Your goal = Pick out all lines in the listing holding the string "char" and copy them.

(Material provided Opens)

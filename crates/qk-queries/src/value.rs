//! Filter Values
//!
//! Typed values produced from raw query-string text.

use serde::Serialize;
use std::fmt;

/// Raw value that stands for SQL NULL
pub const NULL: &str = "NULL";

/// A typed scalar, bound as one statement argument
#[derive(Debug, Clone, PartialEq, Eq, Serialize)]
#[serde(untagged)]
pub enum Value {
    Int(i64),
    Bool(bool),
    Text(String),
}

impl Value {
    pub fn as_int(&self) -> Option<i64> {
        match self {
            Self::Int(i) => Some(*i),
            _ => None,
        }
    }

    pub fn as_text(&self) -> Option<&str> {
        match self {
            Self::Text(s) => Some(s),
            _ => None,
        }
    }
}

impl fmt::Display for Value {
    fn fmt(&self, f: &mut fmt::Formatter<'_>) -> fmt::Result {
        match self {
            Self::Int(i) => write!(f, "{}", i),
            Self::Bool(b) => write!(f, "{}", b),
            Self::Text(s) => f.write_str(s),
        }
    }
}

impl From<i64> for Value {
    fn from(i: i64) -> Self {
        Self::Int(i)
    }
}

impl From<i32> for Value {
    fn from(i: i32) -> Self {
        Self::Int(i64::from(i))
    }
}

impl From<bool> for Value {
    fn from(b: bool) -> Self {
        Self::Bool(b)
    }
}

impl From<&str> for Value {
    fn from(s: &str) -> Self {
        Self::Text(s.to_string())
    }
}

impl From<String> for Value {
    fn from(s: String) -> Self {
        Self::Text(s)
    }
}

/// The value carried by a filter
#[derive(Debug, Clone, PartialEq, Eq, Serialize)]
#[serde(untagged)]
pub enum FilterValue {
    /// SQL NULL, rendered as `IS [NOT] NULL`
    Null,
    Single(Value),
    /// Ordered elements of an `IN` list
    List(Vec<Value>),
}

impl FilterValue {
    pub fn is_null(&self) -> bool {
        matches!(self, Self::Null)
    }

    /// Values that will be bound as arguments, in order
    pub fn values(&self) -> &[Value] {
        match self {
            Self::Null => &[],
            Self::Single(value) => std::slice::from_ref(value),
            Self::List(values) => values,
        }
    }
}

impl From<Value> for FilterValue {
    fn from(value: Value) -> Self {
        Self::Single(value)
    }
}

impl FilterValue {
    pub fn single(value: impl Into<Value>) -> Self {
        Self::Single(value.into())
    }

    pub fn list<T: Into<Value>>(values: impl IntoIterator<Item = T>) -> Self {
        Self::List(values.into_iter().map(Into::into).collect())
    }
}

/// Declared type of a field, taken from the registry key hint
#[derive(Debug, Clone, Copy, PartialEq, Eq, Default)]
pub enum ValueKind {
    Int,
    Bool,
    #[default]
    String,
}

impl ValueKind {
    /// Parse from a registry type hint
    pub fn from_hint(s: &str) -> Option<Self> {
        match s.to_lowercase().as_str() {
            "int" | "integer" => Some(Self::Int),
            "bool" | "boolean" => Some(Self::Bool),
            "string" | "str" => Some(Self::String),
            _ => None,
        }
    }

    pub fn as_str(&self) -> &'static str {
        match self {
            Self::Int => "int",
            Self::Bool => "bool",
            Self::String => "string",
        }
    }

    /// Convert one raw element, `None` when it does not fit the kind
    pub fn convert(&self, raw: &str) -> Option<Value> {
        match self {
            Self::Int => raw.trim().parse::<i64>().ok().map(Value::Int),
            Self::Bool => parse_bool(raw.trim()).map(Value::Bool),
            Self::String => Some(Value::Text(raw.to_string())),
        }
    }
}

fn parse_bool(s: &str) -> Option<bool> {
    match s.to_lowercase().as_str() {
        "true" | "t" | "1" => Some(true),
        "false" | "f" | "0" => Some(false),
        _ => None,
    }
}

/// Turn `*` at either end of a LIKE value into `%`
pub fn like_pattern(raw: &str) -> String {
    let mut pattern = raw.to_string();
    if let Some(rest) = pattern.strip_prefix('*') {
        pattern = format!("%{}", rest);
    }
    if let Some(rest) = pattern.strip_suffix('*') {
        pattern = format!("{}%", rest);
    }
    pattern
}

(Material provided Closes)
(Material provided Opens)

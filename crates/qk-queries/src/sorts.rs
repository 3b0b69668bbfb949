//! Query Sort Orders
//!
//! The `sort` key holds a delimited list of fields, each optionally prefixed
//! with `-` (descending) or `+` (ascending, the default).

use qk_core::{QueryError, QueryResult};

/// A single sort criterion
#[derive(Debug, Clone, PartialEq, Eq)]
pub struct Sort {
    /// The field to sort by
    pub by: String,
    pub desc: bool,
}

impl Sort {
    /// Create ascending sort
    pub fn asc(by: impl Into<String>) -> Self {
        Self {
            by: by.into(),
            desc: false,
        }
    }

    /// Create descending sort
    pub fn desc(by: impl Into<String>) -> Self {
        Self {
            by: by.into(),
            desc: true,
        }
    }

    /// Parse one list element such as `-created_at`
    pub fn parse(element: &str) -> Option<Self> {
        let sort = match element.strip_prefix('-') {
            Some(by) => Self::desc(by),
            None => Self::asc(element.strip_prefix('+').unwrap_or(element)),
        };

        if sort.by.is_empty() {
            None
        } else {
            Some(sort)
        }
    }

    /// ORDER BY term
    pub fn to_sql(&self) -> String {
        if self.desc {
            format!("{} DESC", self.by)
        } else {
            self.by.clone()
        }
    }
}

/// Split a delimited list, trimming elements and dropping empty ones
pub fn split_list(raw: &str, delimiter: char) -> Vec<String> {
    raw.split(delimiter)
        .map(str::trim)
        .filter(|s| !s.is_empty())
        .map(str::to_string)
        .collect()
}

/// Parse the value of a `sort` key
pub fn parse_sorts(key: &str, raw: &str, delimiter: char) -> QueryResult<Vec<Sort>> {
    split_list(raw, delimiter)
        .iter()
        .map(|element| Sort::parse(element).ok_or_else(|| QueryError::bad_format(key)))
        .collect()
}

(Material provided Closes)

Reply to the exercise =
pub fn split_list(raw: &str, delimiter: char) -> Vec<String> {
pub fn parse_sorts(key: &str, raw: &str, delimiter: char) -> QueryResult<Vec<Sort>> {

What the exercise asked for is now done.